**What to work on**. Retype, exactly as they appear below, the lines between the line holding "pub struct CliffParams" and the line holding "optical axis (degrees).", both ends included.

***** Source records *****

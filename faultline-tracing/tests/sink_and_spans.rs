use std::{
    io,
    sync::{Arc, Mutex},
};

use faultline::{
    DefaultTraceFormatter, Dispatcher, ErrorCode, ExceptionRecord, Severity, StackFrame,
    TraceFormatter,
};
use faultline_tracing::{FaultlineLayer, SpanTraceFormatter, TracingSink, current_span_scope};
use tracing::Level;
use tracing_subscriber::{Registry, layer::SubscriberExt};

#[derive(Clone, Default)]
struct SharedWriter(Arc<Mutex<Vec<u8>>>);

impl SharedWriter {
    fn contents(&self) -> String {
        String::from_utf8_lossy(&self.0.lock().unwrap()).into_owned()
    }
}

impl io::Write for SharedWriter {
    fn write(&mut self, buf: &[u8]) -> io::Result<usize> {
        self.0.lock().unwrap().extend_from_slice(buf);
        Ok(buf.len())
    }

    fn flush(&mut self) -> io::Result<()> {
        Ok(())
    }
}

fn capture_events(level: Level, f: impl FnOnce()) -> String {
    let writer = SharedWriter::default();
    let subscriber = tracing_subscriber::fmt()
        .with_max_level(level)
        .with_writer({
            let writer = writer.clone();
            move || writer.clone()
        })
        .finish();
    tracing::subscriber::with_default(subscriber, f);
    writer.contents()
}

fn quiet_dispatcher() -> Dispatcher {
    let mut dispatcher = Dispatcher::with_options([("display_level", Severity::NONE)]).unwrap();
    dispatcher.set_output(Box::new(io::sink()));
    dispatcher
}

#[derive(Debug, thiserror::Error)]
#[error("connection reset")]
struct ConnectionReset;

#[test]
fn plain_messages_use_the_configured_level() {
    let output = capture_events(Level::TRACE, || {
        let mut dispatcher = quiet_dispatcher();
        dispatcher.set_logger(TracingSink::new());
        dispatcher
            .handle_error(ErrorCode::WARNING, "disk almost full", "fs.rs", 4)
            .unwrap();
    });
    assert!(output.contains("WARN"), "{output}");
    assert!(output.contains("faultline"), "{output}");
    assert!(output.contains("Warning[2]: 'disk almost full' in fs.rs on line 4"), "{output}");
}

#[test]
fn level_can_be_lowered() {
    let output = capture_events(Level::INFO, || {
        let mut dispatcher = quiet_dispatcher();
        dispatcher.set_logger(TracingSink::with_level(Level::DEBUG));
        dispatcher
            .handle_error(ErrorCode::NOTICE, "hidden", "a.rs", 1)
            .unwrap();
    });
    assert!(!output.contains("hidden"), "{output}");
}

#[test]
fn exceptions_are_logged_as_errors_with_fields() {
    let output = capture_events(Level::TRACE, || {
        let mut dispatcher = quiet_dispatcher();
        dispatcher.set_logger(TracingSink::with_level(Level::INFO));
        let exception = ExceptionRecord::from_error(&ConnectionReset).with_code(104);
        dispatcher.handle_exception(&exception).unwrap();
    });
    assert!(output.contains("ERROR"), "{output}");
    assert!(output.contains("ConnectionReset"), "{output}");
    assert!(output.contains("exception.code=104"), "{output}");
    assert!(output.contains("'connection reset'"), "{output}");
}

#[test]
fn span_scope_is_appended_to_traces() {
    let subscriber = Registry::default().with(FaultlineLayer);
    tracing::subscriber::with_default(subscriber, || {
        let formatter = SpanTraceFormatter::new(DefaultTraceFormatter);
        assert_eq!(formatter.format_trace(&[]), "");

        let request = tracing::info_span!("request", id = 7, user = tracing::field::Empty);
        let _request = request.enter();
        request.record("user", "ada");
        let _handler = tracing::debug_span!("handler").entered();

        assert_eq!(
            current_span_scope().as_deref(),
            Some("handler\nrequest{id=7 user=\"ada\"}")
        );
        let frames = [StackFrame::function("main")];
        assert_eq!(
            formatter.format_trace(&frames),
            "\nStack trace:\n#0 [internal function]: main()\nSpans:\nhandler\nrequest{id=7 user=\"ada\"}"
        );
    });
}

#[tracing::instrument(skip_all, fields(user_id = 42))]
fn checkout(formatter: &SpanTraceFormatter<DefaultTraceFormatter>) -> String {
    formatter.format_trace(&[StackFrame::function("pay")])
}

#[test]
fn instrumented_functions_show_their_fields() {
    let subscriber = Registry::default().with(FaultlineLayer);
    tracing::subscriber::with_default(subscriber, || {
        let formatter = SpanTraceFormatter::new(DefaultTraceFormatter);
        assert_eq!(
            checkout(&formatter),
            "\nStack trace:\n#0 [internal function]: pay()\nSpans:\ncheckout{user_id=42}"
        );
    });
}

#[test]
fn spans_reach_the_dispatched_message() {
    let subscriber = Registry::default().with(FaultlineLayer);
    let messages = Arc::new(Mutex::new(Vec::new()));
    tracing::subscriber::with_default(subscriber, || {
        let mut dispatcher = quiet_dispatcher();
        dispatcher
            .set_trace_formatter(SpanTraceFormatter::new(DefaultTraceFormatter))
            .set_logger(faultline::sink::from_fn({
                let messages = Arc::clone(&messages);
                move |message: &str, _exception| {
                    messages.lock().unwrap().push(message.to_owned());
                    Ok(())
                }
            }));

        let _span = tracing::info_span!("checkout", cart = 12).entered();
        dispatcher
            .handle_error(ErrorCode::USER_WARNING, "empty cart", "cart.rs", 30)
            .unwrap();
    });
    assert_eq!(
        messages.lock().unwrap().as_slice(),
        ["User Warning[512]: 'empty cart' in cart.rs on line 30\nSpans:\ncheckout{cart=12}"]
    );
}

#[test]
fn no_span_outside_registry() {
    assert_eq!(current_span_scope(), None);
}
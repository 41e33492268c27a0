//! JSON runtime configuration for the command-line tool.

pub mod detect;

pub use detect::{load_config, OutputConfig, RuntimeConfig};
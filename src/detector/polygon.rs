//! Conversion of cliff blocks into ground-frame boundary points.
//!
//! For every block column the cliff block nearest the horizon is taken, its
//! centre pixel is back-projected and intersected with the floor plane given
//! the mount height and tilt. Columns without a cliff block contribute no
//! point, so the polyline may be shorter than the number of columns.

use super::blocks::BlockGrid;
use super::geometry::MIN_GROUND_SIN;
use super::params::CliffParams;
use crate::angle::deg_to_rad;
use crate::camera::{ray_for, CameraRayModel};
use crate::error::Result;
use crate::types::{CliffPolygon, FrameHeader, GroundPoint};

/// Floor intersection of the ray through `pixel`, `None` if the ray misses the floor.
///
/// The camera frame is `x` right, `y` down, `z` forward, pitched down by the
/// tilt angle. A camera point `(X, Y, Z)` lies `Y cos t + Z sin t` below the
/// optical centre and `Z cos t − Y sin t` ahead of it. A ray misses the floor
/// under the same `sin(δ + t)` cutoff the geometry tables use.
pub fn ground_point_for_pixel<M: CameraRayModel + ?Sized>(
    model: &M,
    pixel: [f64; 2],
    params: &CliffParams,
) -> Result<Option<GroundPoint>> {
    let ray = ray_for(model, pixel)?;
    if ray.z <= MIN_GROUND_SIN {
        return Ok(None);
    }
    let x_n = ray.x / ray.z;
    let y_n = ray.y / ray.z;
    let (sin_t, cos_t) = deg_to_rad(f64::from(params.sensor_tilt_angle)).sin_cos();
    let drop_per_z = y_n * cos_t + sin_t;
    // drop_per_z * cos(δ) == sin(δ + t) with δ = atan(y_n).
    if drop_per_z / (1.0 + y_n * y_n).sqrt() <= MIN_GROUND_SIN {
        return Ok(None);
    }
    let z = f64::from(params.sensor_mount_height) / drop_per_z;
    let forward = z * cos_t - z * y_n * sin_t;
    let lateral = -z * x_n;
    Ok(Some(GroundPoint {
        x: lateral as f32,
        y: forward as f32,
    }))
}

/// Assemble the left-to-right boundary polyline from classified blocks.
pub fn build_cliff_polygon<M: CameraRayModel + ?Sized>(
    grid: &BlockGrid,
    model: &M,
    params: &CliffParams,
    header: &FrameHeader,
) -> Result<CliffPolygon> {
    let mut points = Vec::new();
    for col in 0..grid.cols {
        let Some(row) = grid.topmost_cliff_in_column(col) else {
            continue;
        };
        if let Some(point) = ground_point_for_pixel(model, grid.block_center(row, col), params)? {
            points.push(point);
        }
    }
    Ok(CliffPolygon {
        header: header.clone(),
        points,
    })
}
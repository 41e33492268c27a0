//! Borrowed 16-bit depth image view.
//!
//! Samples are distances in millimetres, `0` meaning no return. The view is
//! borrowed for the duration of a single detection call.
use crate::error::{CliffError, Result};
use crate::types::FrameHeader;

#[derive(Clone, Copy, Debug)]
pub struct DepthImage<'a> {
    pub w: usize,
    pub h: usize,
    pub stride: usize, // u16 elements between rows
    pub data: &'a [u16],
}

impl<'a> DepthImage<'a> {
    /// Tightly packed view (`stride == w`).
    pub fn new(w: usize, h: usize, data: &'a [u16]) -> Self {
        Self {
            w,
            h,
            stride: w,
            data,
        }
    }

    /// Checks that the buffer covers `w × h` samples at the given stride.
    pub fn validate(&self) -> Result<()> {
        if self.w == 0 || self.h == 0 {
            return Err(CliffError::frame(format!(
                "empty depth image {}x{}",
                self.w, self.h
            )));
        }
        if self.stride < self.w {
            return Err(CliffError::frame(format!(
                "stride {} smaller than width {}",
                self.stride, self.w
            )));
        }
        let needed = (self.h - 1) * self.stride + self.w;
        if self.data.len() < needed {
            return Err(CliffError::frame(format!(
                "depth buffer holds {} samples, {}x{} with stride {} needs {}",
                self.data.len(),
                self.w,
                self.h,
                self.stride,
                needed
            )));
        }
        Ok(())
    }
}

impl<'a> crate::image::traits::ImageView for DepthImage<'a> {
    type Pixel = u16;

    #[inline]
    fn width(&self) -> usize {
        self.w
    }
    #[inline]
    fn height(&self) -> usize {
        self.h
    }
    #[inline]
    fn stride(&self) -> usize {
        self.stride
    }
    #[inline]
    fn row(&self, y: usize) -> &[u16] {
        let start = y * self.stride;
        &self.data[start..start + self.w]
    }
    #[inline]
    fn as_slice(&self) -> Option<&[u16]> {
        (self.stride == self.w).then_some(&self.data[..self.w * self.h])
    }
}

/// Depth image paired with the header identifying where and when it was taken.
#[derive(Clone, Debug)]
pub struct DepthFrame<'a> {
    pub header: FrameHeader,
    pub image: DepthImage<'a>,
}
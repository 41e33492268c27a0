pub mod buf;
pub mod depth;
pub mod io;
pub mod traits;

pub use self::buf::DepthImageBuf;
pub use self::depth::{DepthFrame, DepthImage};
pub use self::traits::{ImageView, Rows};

*****
***** Source records *****

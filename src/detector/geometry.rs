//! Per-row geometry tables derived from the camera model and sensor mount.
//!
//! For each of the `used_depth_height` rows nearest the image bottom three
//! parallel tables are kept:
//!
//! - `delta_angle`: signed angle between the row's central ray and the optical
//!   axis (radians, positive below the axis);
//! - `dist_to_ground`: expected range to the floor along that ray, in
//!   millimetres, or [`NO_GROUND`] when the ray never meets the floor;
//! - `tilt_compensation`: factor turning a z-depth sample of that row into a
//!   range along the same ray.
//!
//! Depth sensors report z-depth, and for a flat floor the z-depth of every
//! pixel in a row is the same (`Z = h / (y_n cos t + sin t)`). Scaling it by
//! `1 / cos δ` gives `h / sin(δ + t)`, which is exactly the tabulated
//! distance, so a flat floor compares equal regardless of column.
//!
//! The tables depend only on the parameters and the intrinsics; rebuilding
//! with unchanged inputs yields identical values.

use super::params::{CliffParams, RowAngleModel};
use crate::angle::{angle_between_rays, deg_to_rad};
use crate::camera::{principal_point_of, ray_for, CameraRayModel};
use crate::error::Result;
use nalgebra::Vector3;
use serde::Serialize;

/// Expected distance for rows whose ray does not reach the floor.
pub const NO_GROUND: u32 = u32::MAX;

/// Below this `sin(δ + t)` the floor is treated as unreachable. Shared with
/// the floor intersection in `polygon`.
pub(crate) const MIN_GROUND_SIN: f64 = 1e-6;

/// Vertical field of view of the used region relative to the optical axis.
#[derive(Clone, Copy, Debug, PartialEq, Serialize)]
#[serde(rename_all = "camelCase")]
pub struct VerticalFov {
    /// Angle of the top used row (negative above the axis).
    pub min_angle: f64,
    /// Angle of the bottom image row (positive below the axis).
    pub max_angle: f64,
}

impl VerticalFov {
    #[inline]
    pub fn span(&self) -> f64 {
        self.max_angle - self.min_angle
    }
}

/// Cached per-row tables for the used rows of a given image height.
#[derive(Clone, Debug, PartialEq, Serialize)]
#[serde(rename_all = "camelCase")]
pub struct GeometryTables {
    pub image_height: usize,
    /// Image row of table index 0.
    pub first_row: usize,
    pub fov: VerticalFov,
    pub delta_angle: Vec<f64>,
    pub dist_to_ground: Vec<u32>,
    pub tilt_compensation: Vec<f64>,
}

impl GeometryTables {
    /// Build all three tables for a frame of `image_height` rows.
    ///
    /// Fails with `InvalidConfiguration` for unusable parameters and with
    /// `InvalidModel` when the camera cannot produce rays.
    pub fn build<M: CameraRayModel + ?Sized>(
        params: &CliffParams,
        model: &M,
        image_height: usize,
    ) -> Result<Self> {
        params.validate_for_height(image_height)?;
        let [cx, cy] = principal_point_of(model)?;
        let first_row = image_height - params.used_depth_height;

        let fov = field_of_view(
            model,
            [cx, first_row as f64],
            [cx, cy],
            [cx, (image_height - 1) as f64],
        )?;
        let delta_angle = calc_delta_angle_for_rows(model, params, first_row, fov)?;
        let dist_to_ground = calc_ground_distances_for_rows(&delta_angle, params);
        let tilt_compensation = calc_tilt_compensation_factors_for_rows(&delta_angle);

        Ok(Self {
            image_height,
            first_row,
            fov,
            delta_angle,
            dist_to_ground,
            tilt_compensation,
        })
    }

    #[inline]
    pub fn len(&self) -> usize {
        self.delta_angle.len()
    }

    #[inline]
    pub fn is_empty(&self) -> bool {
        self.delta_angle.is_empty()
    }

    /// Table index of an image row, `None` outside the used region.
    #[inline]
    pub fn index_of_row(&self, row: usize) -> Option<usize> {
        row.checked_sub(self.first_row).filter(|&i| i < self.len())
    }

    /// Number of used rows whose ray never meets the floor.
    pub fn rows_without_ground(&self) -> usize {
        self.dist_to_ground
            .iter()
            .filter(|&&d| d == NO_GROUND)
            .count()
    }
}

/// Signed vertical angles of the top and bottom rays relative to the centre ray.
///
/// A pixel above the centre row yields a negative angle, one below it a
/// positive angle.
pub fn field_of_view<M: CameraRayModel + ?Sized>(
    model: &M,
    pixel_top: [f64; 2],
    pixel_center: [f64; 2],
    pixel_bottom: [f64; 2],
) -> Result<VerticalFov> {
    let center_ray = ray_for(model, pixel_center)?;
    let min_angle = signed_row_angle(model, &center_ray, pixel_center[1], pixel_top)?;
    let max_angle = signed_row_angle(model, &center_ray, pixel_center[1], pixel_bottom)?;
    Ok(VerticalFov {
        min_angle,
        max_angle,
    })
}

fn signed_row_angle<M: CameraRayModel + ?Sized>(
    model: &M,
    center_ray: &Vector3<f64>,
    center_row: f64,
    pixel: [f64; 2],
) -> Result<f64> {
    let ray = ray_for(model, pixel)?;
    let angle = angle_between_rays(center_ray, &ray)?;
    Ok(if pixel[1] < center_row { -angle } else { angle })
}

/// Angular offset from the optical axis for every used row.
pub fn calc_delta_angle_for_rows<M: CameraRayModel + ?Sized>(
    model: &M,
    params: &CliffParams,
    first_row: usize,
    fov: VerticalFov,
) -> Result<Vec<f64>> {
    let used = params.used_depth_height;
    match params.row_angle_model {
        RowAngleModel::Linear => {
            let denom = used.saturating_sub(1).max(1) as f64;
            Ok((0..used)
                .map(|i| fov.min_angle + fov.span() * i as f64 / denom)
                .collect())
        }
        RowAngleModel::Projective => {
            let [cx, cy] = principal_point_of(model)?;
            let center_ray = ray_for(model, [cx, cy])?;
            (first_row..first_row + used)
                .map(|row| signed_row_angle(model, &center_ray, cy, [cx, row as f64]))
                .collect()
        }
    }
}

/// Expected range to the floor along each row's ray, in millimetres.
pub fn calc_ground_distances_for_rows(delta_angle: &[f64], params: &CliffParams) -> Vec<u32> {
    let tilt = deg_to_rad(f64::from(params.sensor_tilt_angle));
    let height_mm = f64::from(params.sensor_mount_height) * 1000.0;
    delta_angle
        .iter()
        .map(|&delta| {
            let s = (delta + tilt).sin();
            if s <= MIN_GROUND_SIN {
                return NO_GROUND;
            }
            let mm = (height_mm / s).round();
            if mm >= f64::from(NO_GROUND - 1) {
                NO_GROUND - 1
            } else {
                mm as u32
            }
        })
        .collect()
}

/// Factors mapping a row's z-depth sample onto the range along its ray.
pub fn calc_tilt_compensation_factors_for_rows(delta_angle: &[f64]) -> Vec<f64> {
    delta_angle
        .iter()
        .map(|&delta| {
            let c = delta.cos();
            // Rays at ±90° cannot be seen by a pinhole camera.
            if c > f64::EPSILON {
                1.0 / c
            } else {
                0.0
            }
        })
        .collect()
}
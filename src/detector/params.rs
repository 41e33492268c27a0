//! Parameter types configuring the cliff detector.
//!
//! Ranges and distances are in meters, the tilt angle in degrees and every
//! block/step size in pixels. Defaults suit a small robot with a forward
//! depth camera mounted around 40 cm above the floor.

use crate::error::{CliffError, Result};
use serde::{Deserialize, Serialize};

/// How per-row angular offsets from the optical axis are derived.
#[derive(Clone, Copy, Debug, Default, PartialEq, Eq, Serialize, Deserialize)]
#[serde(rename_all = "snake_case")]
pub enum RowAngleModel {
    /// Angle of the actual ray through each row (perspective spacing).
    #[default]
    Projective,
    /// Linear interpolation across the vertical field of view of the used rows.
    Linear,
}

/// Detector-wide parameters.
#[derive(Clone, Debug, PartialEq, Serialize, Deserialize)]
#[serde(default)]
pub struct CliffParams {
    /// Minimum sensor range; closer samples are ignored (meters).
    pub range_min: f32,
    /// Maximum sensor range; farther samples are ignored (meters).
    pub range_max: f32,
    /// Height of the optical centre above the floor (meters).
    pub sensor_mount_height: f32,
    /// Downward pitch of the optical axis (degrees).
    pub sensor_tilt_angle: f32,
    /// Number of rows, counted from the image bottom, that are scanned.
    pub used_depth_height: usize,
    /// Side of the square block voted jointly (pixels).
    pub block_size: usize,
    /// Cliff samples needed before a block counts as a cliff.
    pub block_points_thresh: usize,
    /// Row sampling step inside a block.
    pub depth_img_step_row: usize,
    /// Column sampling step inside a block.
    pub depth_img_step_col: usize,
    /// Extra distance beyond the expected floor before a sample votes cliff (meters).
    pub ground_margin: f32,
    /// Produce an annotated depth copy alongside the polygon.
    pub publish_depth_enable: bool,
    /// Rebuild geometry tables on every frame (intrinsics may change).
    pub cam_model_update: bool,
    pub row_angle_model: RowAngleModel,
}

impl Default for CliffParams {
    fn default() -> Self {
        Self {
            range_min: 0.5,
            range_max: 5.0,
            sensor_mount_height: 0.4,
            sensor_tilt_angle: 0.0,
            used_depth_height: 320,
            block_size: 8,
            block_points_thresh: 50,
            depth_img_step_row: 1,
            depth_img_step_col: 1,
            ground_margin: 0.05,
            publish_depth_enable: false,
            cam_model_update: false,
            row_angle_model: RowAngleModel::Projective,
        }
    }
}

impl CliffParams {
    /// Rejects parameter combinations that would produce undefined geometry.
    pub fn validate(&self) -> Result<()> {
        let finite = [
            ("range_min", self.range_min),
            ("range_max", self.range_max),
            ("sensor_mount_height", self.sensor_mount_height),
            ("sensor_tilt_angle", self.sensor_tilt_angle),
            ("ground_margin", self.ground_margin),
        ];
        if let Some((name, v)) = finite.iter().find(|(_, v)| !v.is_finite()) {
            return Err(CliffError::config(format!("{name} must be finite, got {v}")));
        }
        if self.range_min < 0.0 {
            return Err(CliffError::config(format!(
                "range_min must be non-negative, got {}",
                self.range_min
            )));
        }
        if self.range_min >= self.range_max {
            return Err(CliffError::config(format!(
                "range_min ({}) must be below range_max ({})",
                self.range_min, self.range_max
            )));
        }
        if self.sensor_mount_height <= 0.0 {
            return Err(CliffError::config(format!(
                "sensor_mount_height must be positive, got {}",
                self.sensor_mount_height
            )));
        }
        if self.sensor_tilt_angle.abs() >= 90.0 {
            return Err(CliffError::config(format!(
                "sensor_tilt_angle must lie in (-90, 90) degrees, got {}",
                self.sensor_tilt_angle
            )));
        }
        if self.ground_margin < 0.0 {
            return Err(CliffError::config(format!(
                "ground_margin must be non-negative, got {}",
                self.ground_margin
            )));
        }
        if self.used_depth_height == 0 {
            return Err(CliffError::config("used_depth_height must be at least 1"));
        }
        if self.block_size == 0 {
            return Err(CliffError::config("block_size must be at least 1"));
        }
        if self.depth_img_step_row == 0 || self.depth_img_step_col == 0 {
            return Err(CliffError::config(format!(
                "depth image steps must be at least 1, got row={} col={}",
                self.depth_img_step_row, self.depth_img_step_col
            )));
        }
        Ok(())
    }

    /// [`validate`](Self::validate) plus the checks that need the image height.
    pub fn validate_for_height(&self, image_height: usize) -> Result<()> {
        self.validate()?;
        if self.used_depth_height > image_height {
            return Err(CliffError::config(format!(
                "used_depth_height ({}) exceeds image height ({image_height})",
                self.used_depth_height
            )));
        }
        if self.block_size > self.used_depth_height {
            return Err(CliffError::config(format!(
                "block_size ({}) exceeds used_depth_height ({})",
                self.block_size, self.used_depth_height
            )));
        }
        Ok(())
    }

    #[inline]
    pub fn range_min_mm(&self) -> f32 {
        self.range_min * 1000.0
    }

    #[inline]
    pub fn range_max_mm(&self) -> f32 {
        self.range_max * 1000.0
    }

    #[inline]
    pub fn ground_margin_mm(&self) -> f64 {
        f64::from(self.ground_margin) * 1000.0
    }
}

*****
***** Source records *****

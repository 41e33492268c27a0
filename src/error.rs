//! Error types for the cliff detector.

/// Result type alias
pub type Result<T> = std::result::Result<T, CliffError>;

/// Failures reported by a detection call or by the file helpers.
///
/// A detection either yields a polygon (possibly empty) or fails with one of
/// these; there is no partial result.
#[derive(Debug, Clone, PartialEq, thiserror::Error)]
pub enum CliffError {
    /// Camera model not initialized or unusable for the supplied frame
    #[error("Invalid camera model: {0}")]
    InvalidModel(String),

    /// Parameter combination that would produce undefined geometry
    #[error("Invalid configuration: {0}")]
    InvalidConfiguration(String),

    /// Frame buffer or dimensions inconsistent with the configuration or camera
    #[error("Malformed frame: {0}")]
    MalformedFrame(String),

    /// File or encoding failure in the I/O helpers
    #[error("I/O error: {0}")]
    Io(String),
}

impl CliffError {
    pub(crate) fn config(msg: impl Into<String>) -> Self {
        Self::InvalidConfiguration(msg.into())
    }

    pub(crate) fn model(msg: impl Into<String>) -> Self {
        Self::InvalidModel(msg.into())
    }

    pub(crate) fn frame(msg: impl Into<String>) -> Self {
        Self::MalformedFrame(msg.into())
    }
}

*****

**Solution to the problem**.
pub struct CliffParams {
    /// Minimum sensor range; closer samples are ignored (meters).
    pub range_min: f32,
    /// Maximum sensor range; farther samples are ignored (meters).
    pub range_max: f32,
    /// Height of the optical centre above the floor (meters).
    pub sensor_mount_height: f32,
    /// Downward pitch of the optical axis (degrees).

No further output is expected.